In recent years, Salinas became the hub for the Nuestra Familia’s narcotic sales in Northern California, as the gang bought “front” businesses and invested in a Mexican drug cartel, according to testimony in federal court Friday.

From 2004 to 2007, Castroville resident Mario Diaz and other Central Coast gang members used Salinas as the Nuestra Familia’s distribution base for methamphetamine, marijuana and cocaine, sending hundreds of pounds of the drugs a month to San Francisco, Sacramento, Stockton and other areas.

“We’re the backbone of all those other cities,” said Diaz, who worked under the gang’s Salinas regiment until his arrest in 2007.

In a Sacramento federal court this week, Diaz told jurors that at the same time, the gang was setting up front businesses in California as it began to invest in a Mexican drug cartel.

In a “trial” investment, Salinas gang associates traveled to Juarez, Mexico, where they paid more than $120,000 to Mexican federal police, who delivered the cash to the representative of a major drug cartel, Diaz testified.

Diaz is the star witness in an ongoing trial resulting from Operation Valley Star, a far-reaching FBI investigation that in 2007 led to arrests of three dozen gang leaders, members and associates, most of them from the Salinas and the Central Coast.

Demand for drugs became so great, Diaz said, that just before the Valley Star arrests, the gang began to sell methamphetamine and cocaine in Hawaii, Utah and the Midwest — and had plans to move into Chicago, Atlanta and Miami.

Only San Jose kept its own drug suppliers under gang leader Charlie Campa, Diaz said, although the Salinas regiment occasionally supplied that city as well.

Central Coast gang investigators agree that the scope of the Salinas-based drug empire was vast.

“Salinas was the hub,” said Santa Cruz County sheriff’s Sgt.
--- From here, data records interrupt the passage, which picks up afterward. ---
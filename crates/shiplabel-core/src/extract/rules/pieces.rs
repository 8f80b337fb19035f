//! Piece count extraction strategies.
//!
//! The extractor returns the raw digits; turning them into a positive count
//! (and clamping bad values) is the parser's job.

use super::patterns::{COUNT_WEIGHT_PAIR, GRAND_TOTAL, PIECES, SHIPMENT_NUMBER};
use super::{first_group, ExtractionMatch, FieldExtractor};
use crate::models::config::PieceCountStrategy;

/// Piece count extractor.
pub struct PieceCountExtractor {
    strategy: PieceCountStrategy,
    window: usize,
}

impl PieceCountExtractor {
    /// Create a new extractor using the `Pieces` field.
    pub fn new() -> Self {
        Self {
            strategy: PieceCountStrategy::PiecesField,
            window: 3,
        }
    }

    /// Set the piece count strategy.
    pub fn with_strategy(mut self, strategy: PieceCountStrategy) -> Self {
        self.strategy = strategy;
        self
    }

    /// Set how many lines above `GRAND TOTAL` are scanned.
    pub fn with_window(mut self, window: usize) -> Self {
        self.window = window;
        self
    }

    fn pieces_field(text: &str) -> Option<ExtractionMatch<String>> {
        PIECES.captures(text).and_then(|caps| first_group(&caps))
    }

    fn shipment_number(text: &str) -> Option<ExtractionMatch<String>> {
        SHIPMENT_NUMBER
            .captures(text)
            .and_then(|caps| first_group(&caps))
    }

    /// Count/weight pair right before the first `GRAND TOTAL`.
    fn grand_total_window(&self, text: &str) -> Option<ExtractionMatch<String>> {
        let lines: Vec<&str> = text.lines().collect();
        let (index, total) = lines
            .iter()
            .enumerate()
            .find_map(|(i, line)| GRAND_TOTAL.find(line).map(|m| (i, m)))?;

        let start = index.saturating_sub(self.window);
        let mut scope: Vec<&str> = lines[start..index].to_vec();
        scope.push(&lines[index][..total.start()]);
        let scope = scope.join("\n");

        let caps = COUNT_WEIGHT_PAIR.captures(&scope)?;
        let count = caps.get(1)?;
        let weight = caps.get(2)?;
        Some(ExtractionMatch::new(
            count.as_str().to_string(),
            format!("{} {} {}", count.as_str(), weight.as_str(), total.as_str()),
        ))
    }
}

impl Default for PieceCountExtractor {
    fn default() -> Self {
        Self::new()
    }
}

impl FieldExtractor for PieceCountExtractor {
    type Output = ExtractionMatch<String>;

    fn extract(&self, text: &str) -> Option<Self::Output> {
        match self.strategy {
            PieceCountStrategy::PiecesField => Self::pieces_field(text),
            PieceCountStrategy::GrandTotalWindow => self.grand_total_window(text),
            PieceCountStrategy::ShipmentNumberThenPieces => {
                Self::shipment_number(text).or_else(|| Self::pieces_field(text))
            }
        }
    }

    fn extract_all(&self, text: &str) -> Vec<Self::Output> {
        match self.strategy {
            PieceCountStrategy::PiecesField => PIECES
                .captures_iter(text)
                .filter_map(|caps| first_group(&caps))
                .collect(),
            _ => self.extract(text).into_iter().collect(),
        }
    }
}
Roy Morales, who was part of a task force called Northern Exposure that investigated Watsonville and Castroville Nuestra Familia members before the FBI took over the cases in 2006.

Morales said the gang’s Watsonville regiment commander, Oscar “Baby Joker” Cabrera, collected drug payments from cities as far north as Santa Rosa.

Flees to Mexico

Cabrera fled to Mexico in 2006, shortly after he became a suspect in the murder of a Santa Cruz County man.

In Mexico, according to Diaz, Cabrera briefly lived with one of the gang’s Salinas crew bosses, Robert “Bubba” Hanrahan, who at the time was wanted on Monterey County drug charges.

The gang in Salinas wired money to the Mexican states of Sonora, Michoacan and Durango, chiefly to pay the men’s cell phone bills, which sometimes were more than $500 a month, Diaz testified.

Cabrera was the “more fruitful” of the two exiles, Diaz said, because he “was establishing a line of drugs down there.”

Diaz said that in late 2005, he and his girlfriend traveled to the state of Durango with Salinas resident Ernest Paul Killinger and his wife. There they met with a man named Enrique Galindo at a rural hacienda.

Killinger rode one of Galindo’s horses, Diaz said, while he and Galindo arranged an infusion of cash from the Nuestra Familia that Diaz hoped would lead to a regular monthly supply of 200 pounds of methamphetamine from Mexico.

During the trip, Diaz said he was in regular contact with Larry “Paqui” Amaro, the leader for Salinas who oversaw all of California for the gang.

“He was over everybody out there on the streets,” Diaz said.

Amaro and Killinger are among four defendants facing possible life sentences in the current trial.

In his testimony, Diaz said that Amaro’s niece, Rebeca Guzman, and an unnamed cousin of Diaz’ drove to El Paso, Texas, and crossed into Juarez, where they delivered between $120,000 and $130,000 in cash to Mexican federal police officers. Galindo received all the money, he said.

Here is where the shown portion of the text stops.